I'm doing a hardware upgrade that requires rebooting the network storage backend which will bring down everything for a short time. It should take well under 30 minutes to do the hardware swap and most of the downtime is just going to be the database starting back up (which often takes in the range of another 30 minutes).
As part of this I'll also be deploying some software updates that require a reboot to take effect.
WTF?
I honestly haven't the foggiest idea how this happened, but apparently the DNS settings got changed a few days ago on the servers with absolutely no explanation (and to junk nonsense settings for some reason). I'm going to keep an eye on them to make sure they don't change again.
Additionally I think that created a cascade that caused the other problems.
Any posts you've made over the past 2-3 days haven't been sent to other servers, but will start sending now.
As far as the other problems, I think when that happened it caused so many processes to lag and take way longer and more resources than usual as any time it tried to contact another server it timed out on the dns request.
DOS Overload
There's been some recent outages of the server, the root cause I've tracked down to the server getting overloaded with requests (mostly updates from other servers). Those updates have been coming in faster than the server can process them and preventing other requests from coming through.
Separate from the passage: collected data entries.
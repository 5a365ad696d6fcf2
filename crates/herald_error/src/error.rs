//! Top-level error wrapper types.

use crate::{ConfigError, DispatchError, IdentifierError, RoomError, TransportError};

/// Every error the adapter can surface to a caller.
///
/// # Examples
///
/// ```
/// use herald_error::{ConfigError, ConfigErrorKind, HeraldError};
///
/// let err: HeraldError = ConfigError::new(ConfigErrorKind::Parse("bad".to_string())).into();
/// assert!(format!("{}", err).contains("Configuration Error"));
/// ```
#[derive(Debug, derive_more::From, derive_more::Display, derive_more::Error)]
pub enum HeraldErrorKind {
    /// Configuration error
    #[from(ConfigError)]
    Config(ConfigError),
    /// Identifier parse or lookup error
    #[from(IdentifierError)]
    Identifier(IdentifierError),
    /// Outbound dispatch error
    #[from(DispatchError)]
    Dispatch(DispatchError),
    /// Room lifecycle error
    #[from(RoomError)]
    Room(RoomError),
    /// Platform transport error
    #[from(TransportError)]
    Transport(TransportError),
}

/// Herald error with kind discrimination.
#[derive(Debug, derive_more::Display, derive_more::Error)]
#[display("Herald Error: {}", _0)]
pub struct HeraldError(Box<HeraldErrorKind>);

impl HeraldError {
    /// Create a new error from a kind.
    pub fn new(kind: HeraldErrorKind) -> Self {
        Self(Box::new(kind))
    }

    /// Get the error kind.
    pub fn kind(&self) -> &HeraldErrorKind {
        &self.0
    }
}

impl<T> From<T> for HeraldError
where
    T: Into<HeraldErrorKind>,
{
    fn from(err: T) -> Self {
        Self::new(err.into())
    }
}

/// Result type for Herald operations.
pub type HeraldResult<T> = Result<T, HeraldError>;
I've made some tweaks that I believe have resolved it, fingers crossed.
Technical explanation:
The servers ran out of php-fpm threads to handle requests. It was configured with static count of 30 each (60 total). They were definitely impacted significantly by memory leaks which kept the count low.
I've changed it from static to ondemand and increased the count to 100 each, I'll probably go in and increase it again since it's still pegged at that limit almost constantly. But thankfully running on-demand seems to be keeping the memory usage per thread drastically lower.
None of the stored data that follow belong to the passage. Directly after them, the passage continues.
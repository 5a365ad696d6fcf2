//! Serenity-backed [`Directory`] and [`Transport`].
//!
//! Lookups read serenity's cache. Channels this process created or deleted are
//! tracked in a small overlay until the gateway catches up, so a room created
//! a moment ago is already visible to the identifier that asked for it.

use crate::convert::{
    channel_info, create_embed, online_status, serenity_channel_kind, user_info,
};
use async_trait::async_trait;
use herald_core::{
    ChannelId, ChannelInfo, Directory, GuildId, GuildInfo, NewChannel, Outbound,
    SendTarget, Status, Transport, TypingGuard, UserId, UserInfo,
};
use herald_error::{TransportError, TransportResult};
use parking_lot::RwLock;
use serenity::all::{
    ActivityData, Cache, ChannelId as SerenityChannelId, CreateAttachment, CreateChannel,
    CreateMessage, GuildChannel, GuildId as SerenityGuildId, Http, PermissionOverwrite,
    PermissionOverwriteType, Permissions, ShardManager, UserId as SerenityUserId,
};
use std::collections::{HashMap, HashSet};
use std::num::NonZeroU64;
use std::sync::Arc;
use tracing::{debug, instrument, warn};

fn serenity_user(id: UserId) -> Option<SerenityUserId> {
    NonZeroU64::new(id.0).map(SerenityUserId::from)
}

fn serenity_channel(id: ChannelId) -> Option<SerenityChannelId> {
    NonZeroU64::new(id.0).map(SerenityChannelId::from)
}

fn serenity_guild(id: GuildId) -> Option<SerenityGuildId> {
    NonZeroU64::new(id.0).map(SerenityGuildId::from)
}

fn require<T>(value: Option<T>, what: &str, id: u64) -> TransportResult<T> {
    value.ok_or_else(|| TransportError::new(format!("Invalid {} snowflake: {}", what, id)))
}

/// Cache, HTTP client and shard manager of one serenity client.
pub struct SerenityHandle {
    cache: Arc<Cache>,
    http: Arc<Http>,
    shard_manager: Arc<ShardManager>,
    created: RwLock<HashMap<ChannelId, ChannelInfo>>,
    removed: RwLock<HashSet<ChannelId>>,
}

impl SerenityHandle {
    /// Wrap the shared parts of a built serenity client.
    pub fn new(cache: Arc<Cache>, http: Arc<Http>, shard_manager: Arc<ShardManager>) -> Self {
        Self {
            cache,
            http,
            shard_manager,
            created: RwLock::new(HashMap::new()),
            removed: RwLock::new(HashSet::new()),
        }
    }

    /// Guild channel, cloned out of the cache so no cache lock is held.
    fn cached_channel(&self, id: SerenityChannelId) -> Option<GuildChannel> {
        self.cache.channel(id).map(|channel| GuildChannel::clone(&channel))
    }

    fn guild_channels(&self, id: SerenityGuildId) -> Vec<GuildChannel> {
        self.cache
            .guild(id)
            .map(|guild| guild.channels.values().cloned().collect())
            .unwrap_or_default()
    }

    fn to_info(&self, channel: &GuildChannel) -> ChannelInfo {
        let member_ids = match channel.members(&self.cache) {
            Ok(members) => members
                .iter()
                .map(|member| UserId(member.user.id.get()))
                .collect(),
            // Categories and other containers have no members of their own.
            Err(_) => Vec::new(),
        };
        channel_info(channel, member_ids)
    }

    fn is_removed(&self, id: ChannelId) -> bool {
        self.removed.read().contains(&id)
    }
}

impl std::fmt::Debug for SerenityHandle {
    fn fmt(&self, f: &mut std::fmt::Formatter<'_>) -> std::fmt::Result {
        f.debug_struct("SerenityHandle")
            .field("created", &self.created.read().len())
            .field("removed", &self.removed.read().len())
            .finish_non_exhaustive()
    }
}

impl Directory for SerenityHandle {
    fn current_user(&self) -> Option<UserInfo> {
        let user = self.cache.current_user();
        Some(user_info(&user))
    }

    fn user(&self, id: UserId) -> Option<UserInfo> {
        let user = self.cache.user(serenity_user(id)?)?;
        Some(user_info(&user))
    }

    fn channel(&self, id: ChannelId) -> Option<ChannelInfo> {
        if self.is_removed(id) {
            return None;
        }
        match self.cached_channel(serenity_channel(id)?) {
            Some(channel) => Some(self.to_info(&channel)),
            None => self.created.read().get(&id).cloned(),
        }
    }

    fn guild(&self, id: GuildId) -> Option<GuildInfo> {
        let guild = self.cache.guild(serenity_guild(id)?)?;
        Some(GuildInfo {
            id,
            name: guild.name.clone(),
        })
    }

    fn guilds(&self) -> Vec<GuildInfo> {
        let mut ids = self.cache.guilds();
        ids.sort();
        ids.into_iter()
            .filter_map(|id| self.guild(GuildId(id.get())))
            .collect()
    }

    fn channels(&self) -> Vec<ChannelInfo> {
        let mut channels: Vec<ChannelInfo> = self
            .cache
            .guilds()
            .into_iter()
            .flat_map(|guild| self.guild_channels(guild))
            .map(|channel| self.to_info(&channel))
            .filter(|info| !self.is_removed(info.id))
            .collect();

        let known: HashSet<ChannelId> = channels.iter().map(|info| info.id).collect();
        channels.extend(
            self.created
                .read()
                .values()
                .filter(|info| !known.contains(&info.id) && !self.is_removed(info.id))
                .cloned(),
        );
        channels
    }

    fn members(&self) -> Vec<UserInfo> {
        let mut seen = HashSet::new();
        let mut members = Vec::new();
        for guild in self.cache.guilds() {
            let Some(guild) = self.cache.guild(guild) else {
                continue;
            };
            for member in guild.members.values() {
                if seen.insert(member.user.id) {
                    members.push(user_info(&member.user));
                }
            }
        }
        members
    }
}

#[async_trait]
impl Transport for SerenityHandle {
    #[instrument(skip(self, content))]
    async fn send(&self, target: SendTarget, content: Outbound) -> TransportResult<()> {
        let channel = match target {
            SendTarget::User(id) => {
                let user = require(serenity_user(id), "user", id.0)?;
                user.create_dm_channel(&self.http).await?.id
            }
            SendTarget::Channel(id) => require(serenity_channel(id), "channel", id.0)?,
        };

        let builder = match content {
            Outbound::Text(text) => CreateMessage::new().content(text),
            Outbound::Embed(embed) => CreateMessage::new().embed(create_embed(&embed)),
            Outbound::File { name, data } => {
                CreateMessage::new().add_file(CreateAttachment::bytes(data, name))
            }
        };

        channel.send_message(&self.http, builder).await?;
        debug!(channel = %channel, "Message sent");
        Ok(())
    }

    #[instrument(skip(self, request), fields(name = %request.name, kind = ?request.kind))]
    async fn create_channel(&self, request: NewChannel) -> TransportResult<ChannelInfo> {
        let guild = require(serenity_guild(request.guild_id), "guild", request.guild_id.0)?;

        let mut builder =
            CreateChannel::new(request.name.as_str()).kind(serenity_channel_kind(request.kind));
        if let Some(parent) = request.parent_id {
            builder = builder.category(require(serenity_channel(parent), "channel", parent.0)?);
        }

        let channel = guild.create_channel(&self.http, builder).await?;
        let info = channel_info(&channel, Vec::new());
        debug!(channel = %info.id, "Channel created");

        self.removed.write().remove(&info.id);
        self.created.write().insert(info.id, info.clone());
        Ok(info)
    }

    #[instrument(skip(self))]
    async fn delete_channel(&self, channel: ChannelId) -> TransportResult<()> {
        let id = require(serenity_channel(channel), "channel", channel.0)?;
        id.delete(&self.http).await?;
        debug!(channel = %channel, "Channel deleted");

        self.created.write().remove(&channel);
        self.removed.write().insert(channel);
        Ok(())
    }

    #[instrument(skip(self))]
    async fn grant_read(&self, channel: ChannelId, user: UserId) -> TransportResult<()> {
        let channel_id = require(serenity_channel(channel), "channel", channel.0)?;
        let user_id = require(serenity_user(user), "user", user.0)?;

        let overwrite = PermissionOverwrite {
            allow: Permissions::VIEW_CHANNEL | Permissions::READ_MESSAGE_HISTORY,
            deny: Permissions::empty(),
            kind: PermissionOverwriteType::Member(user_id),
        };
        channel_id.create_permission(&self.http, overwrite).await?;
        Ok(())
    }

    #[instrument(skip(self))]
    async fn set_presence(&self, status: Status, activity: Option<String>) -> TransportResult<()> {
        let activity = activity.map(ActivityData::playing);
        let status = online_status(status);

        let runners = self.shard_manager.runners.lock().await;
        if runners.is_empty() {
            warn!("No running shards, presence not changed");
        }
        for info in runners.values() {
            info.runner_tx.set_presence(activity.clone(), status);
        }
        Ok(())
    }

    fn start_typing(&self, channel: ChannelId) -> TypingGuard {
        let Some(id) = serenity_channel(channel) else {
            return TypingGuard::noop();
        };
        let typing = id.start_typing(&self.http);
        TypingGuard::new(move || {
            typing.stop();
        })
    }
}
//! Conversions between serenity models and core types.

use herald_core::{
    ChannelId, ChannelInfo, ChannelKind, Embed, GuildId, RawMessage, RawStatus, Status, UserId,
    UserInfo,
};
use serenity::all::{
    ChannelType, CreateEmbed, GuildChannel, Message as SerenityMessage, OnlineStatus, User,
};
use tracing::warn;

pub(crate) fn user_info(user: &User) -> UserInfo {
    UserInfo {
        id: UserId(user.id.get()),
        name: user.name.clone(),
        discriminator: user.discriminator.map(|d| d.get()),
        bot: user.bot,
    }
}

pub(crate) fn channel_kind(kind: ChannelType) -> ChannelKind {
    match kind {
        ChannelType::Text => ChannelKind::Text,
        ChannelType::News => ChannelKind::Announcement,
        ChannelType::Voice | ChannelType::Stage => ChannelKind::Voice,
        ChannelType::Category => ChannelKind::Category,
        ChannelType::Private => ChannelKind::Private,
        ChannelType::NewsThread | ChannelType::PublicThread | ChannelType::PrivateThread => {
            ChannelKind::Thread
        }
        _ => ChannelKind::Other,
    }
}

pub(crate) fn serenity_channel_kind(kind: ChannelKind) -> ChannelType {
    match kind {
        ChannelKind::Category => ChannelType::Category,
        ChannelKind::Voice => ChannelType::Voice,
        ChannelKind::Announcement => ChannelType::News,
        _ => ChannelType::Text,
    }
}

pub(crate) fn channel_info(channel: &GuildChannel, member_ids: Vec<UserId>) -> ChannelInfo {
    ChannelInfo {
        id: ChannelId(channel.id.get()),
        name: channel.name.clone(),
        guild_id: Some(GuildId(channel.guild_id.get())),
        kind: channel_kind(channel.kind),
        topic: channel.topic.clone(),
        parent_id: channel.parent_id.map(|id| ChannelId(id.get())),
        member_ids,
    }
}

pub(crate) fn raw_status(status: OnlineStatus) -> RawStatus {
    match status {
        OnlineStatus::Online => RawStatus::Online,
        OnlineStatus::Offline => RawStatus::Offline,
        OnlineStatus::Idle => RawStatus::Idle,
        OnlineStatus::DoNotDisturb => RawStatus::DoNotDisturb,
        OnlineStatus::Invisible => RawStatus::Invisible,
        _ => RawStatus::Unknown,
    }
}

/// Bots cannot appear offline; offline is rendered as invisible.
pub(crate) fn online_status(status: Status) -> OnlineStatus {
    match status {
        Status::Online => OnlineStatus::Online,
        Status::Offline => OnlineStatus::Invisible,
        Status::Away => OnlineStatus::Idle,
        Status::DoNotDisturb => OnlineStatus::DoNotDisturb,
    }
}

pub(crate) fn raw_message(message: &SerenityMessage) -> RawMessage {
    let embeds = message
        .embeds
        .iter()
        .filter_map(|embed| match serde_json::to_value(embed) {
            Ok(value) => Some(value),
            Err(e) => {
                warn!(message_id = %message.id, error = %e, "Dropping unserializable embed");
                None
            }
        })
        .collect();

    RawMessage {
        channel_id: ChannelId(message.channel_id.get()),
        private: message.guild_id.is_none(),
        author_id: UserId(message.author.id.get()),
        content: message.content.clone(),
        mentions: message.mentions.iter().map(|u| UserId(u.id.get())).collect(),
        embeds,
    }
}

pub(crate) fn create_embed(embed: &Embed) -> CreateEmbed {
    let mut builder = CreateEmbed::new();
    if let Some(ref title) = embed.title {
        builder = builder.title(title);
    }
    if let Some(ref description) = embed.description {
        builder = builder.description(description);
    }
    if let Some(color) = embed.color {
        builder = builder.color(color);
    }
    if let Some(ref image) = embed.image {
        builder = builder.image(image);
    }
    if let Some(ref thumbnail) = embed.thumbnail {
        builder = builder.thumbnail(thumbnail);
    }
    for field in &embed.fields {
        builder = builder.field(&field.name, &field.value, field.inline);
    }
    builder
}

#[cfg(test)]
mod tests {
    use super::*;

    #[test]
    fn statuses_round_trip_where_possible() {
        assert_eq!(raw_status(online_status(Status::Online)).to_status(), Some(Status::Online));
        assert_eq!(raw_status(online_status(Status::Away)).to_status(), Some(Status::Away));
        assert_eq!(raw_status(online_status(Status::Offline)).to_status(), None);
    }

    #[test]
    fn channel_kinds() {
        assert_eq!(channel_kind(ChannelType::News), ChannelKind::Announcement);
        assert_eq!(channel_kind(ChannelType::Category), ChannelKind::Category);
        assert_eq!(serenity_channel_kind(ChannelKind::Category), ChannelType::Category);
        assert_eq!(serenity_channel_kind(ChannelKind::Text), ChannelType::Text);
    }
}
//! Room lifecycle error types.

use crate::TransportError;

/// Kinds of room errors.
///
/// Create/destroy races get their own kinds so callers can tell
/// "already exists" apart from a transport failure.
#[derive(Debug, Clone, PartialEq, Eq, Hash, PartialOrd, Ord, derive_more::Display)]
pub enum RoomErrorKind {
    /// Tried to create a room that already exists.
    #[display("Room {} already exists", _0)]
    AlreadyExists(String),
    /// Tried to use or destroy a room that does not exist.
    #[display("Room {} doesn't exist", _0)]
    DoesNotExist(String),
    /// Resolved channel is not a category.
    #[display("{} is not a category", _0)]
    NotACategory(String),
    /// Operation not supported for this kind of room.
    #[display("Unsupported room operation: {}", _0)]
    Unsupported(String),
    /// Awaited operation did not complete in time.
    #[display("Timed out after {}s waiting for {}", seconds, operation)]
    Timeout {
        /// Operation that was awaited.
        operation: String,
        /// Timeout that elapsed.
        seconds: u64,
    },
    /// Platform reported a failure.
    #[display("Transport failure: {}", _0)]
    Transport(String),
    /// Outbound queue is closed (backend disconnected).
    #[display("Outbound queue closed")]
    QueueClosed,
}

/// Room error with location tracking.
///
/// # Examples
///
/// ```
/// use herald_error::{RoomError, RoomErrorKind};
///
/// let err = RoomError::new(RoomErrorKind::AlreadyExists("#general".to_string()));
/// assert!(format!("{}", err).contains("already exists"));
/// ```
#[derive(Debug, Clone, derive_more::Display, derive_more::Error)]
#[display("Room Error: {} at line {} in {}", kind, line, file)]
pub struct RoomError {
    /// The kind of error that occurred
    pub kind: RoomErrorKind,
    /// Line number where error was created
    pub line: u32,
    /// File where error was created
    pub file: &'static str,
}

impl RoomError {
    /// Create a new room error with automatic location tracking.
    #[track_caller]
    pub fn new(kind: RoomErrorKind) -> Self {
        let location = std::panic::Location::caller();
        Self {
            kind,
            line: location.line(),
            file: location.file(),
        }
    }

    /// Get the error kind.
    pub fn kind(&self) -> &RoomErrorKind {
        &self.kind
    }
}

impl From<TransportError> for RoomError {
    #[track_caller]
    fn from(err: TransportError) -> Self {
        RoomError::new(RoomErrorKind::Transport(err.message))
    }
}

/// Result type for room operations.
pub type RoomResult<T> = Result<T, RoomError>;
Where the static assignment of 30 was eating up 8GB of ram, 100 on-demand threads is only taking up 1.3GB.
I'm going to increase it until it's either hitting memory constraints or it's no longer constantly at full capacity.
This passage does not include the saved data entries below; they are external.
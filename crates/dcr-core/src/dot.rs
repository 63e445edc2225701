// SPDX-License-Identifier: MIT OR Apache-2.0
// the escaping helpers were taken from `petgraph`
// ref = https://github.com/petgraph/petgraph/blob/9ff688872b467d3e1b5adef19f5c52f519d3279c/src/dot.rs

use crate::{EventId, Graph, Relation};
use core::fmt::{self, Formatter, Result, Write};

/// A formatter which can format a graph and its marking into the .dot
/// format, useful for debugging and visualization
pub struct Dot<'a>(pub &'a Graph);

impl Dot<'_> {
    fn node_fmt(&self, f: &mut Formatter<'_>, e: EventId) -> Result {
        let g = self.0;
        let mut style = String::new();
        if !g.marking.included.contains(&e) {
            style.push_str(",dashed");
        }
        if g.marking.executed.contains(&e) {
            style.push_str(",filled");
        }
        if g.marking.pending.contains(&e) {
            style.push_str(",bold");
        }
        writeln!(
            f,
            "  \"{}\" [label=\"{}\\l{}\\l\"{}];",
            Escaped(g.event_name(e)),
            Escaped(g.label(e)),
            Escaped(g.role(e)),
            if style.is_empty() {
                String::new()
            } else {
                format!(" style=\"{}\"", &style[1..])
            },
        )
    }

    fn edges_fmt(
        &self,
        f: &mut Formatter<'_>,
        rel: &Relation,
        attrs: &str,
        key_is_target: bool,
    ) -> Result {
        let g = self.0;
        for (key, others) in rel.iter() {
            for &other in others {
                let (src, dst) = if key_is_target {
                    (other, key)
                } else {
                    (key, other)
                };
                writeln!(
                    f,
                    "  \"{}\" -> \"{}\" [{}];",
                    Escaped(g.event_name(src)),
                    Escaped(g.event_name(dst)),
                    attrs,
                )?;
            }
        }
        Ok(())
    }
}

impl fmt::Display for Dot<'_> {
    fn fmt(&self, f: &mut Formatter<'_>) -> Result {
        let g = self.0;
        writeln!(f, "digraph {{")?;

        for e in g.events().iter() {
            self.node_fmt(f, e)?;
        }

        self.edges_fmt(f, &g.conditions_for, "color=orange arrowhead=dot", true)?;
        self.edges_fmt(f, &g.milestones_for, "color=purple arrowhead=diamond", true)?;
        self.edges_fmt(f, &g.response_to, "color=blue arrowhead=normal", false)?;
        self.edges_fmt(f, &g.excludes_to, "color=red label=\"%\"", false)?;
        self.edges_fmt(f, &g.includes_to, "color=green label=\"+\"", false)?;

        // sub-processes render as clusters of their own events
        for (&e, sp) in &g.sub_processes {
            writeln!(
                f,
                "  subgraph \"cluster_{}\" {{",
                Escaped(g.event_name(e))
            )?;
            for sub_ev in sp.graph.events().iter() {
                writeln!(f, "  \"{}\";", Escaped(sp.graph.event_name(sub_ev)))?;
            }
            writeln!(f, "  }}")?;
        }

        writeln!(f, "}}")
    }
}

/// Escape for Graphviz
struct Escaper<W>(W);

impl<W> fmt::Write for Escaper<W>
where
    W: fmt::Write,
{
    fn write_str(&mut self, s: &str) -> Result {
        for c in s.chars() {
            self.write_char(c)?;
        }
        Ok(())
    }

    fn write_char(&mut self, c: char) -> Result {
        match c {
            '"' | '\\' => self.0.write_char('\\')?,
            // \l is for left justified linebreak
            '\n' => return self.0.write_str("\\l"),
            _ => {}
        }
        self.0.write_char(c)
    }
}

/// Pass Display formatting through a simple escaping filter
struct Escaped<T>(T);

impl<T> fmt::Display for Escaped<T>
where
    T: fmt::Display,
{
    fn fmt(&self, f: &mut Formatter<'_>) -> Result {
        if f.alternate() {
            writeln!(&mut Escaper(f), "{:#}", &self.0)
        } else {
            write!(&mut Escaper(f), "{}", &self.0)
        }
    }
}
There's definitely some sort of time and code problem involved as it hit again this morning even with the previous changes, though this time it only impacted updates (making posts/comments/likes, getting new posts). I think reading was unaffected because those operations are faster and require significantly less memory.
For whatever reason, sometime around midnight the server gets hit with a bunch of requests that all seem to lock up, eating up large quantities of memory and then won't exit. (With on-demand the threads exit after 10s of being idle, there was over 100 threads running continuously from midnight until I killed them around 9am). Likewise there was a very massive flood of updates from other servers corresponding to that, so I think it might just be a bunch of large servers sending bulk updates or some such.
New tuning to handle that: I put firmer time limits into PHP to prevent threads from running forever, there's two options for setting max times and the first was getting ignored (I think friendica overrode it? the second should override that and kill any threads going too long)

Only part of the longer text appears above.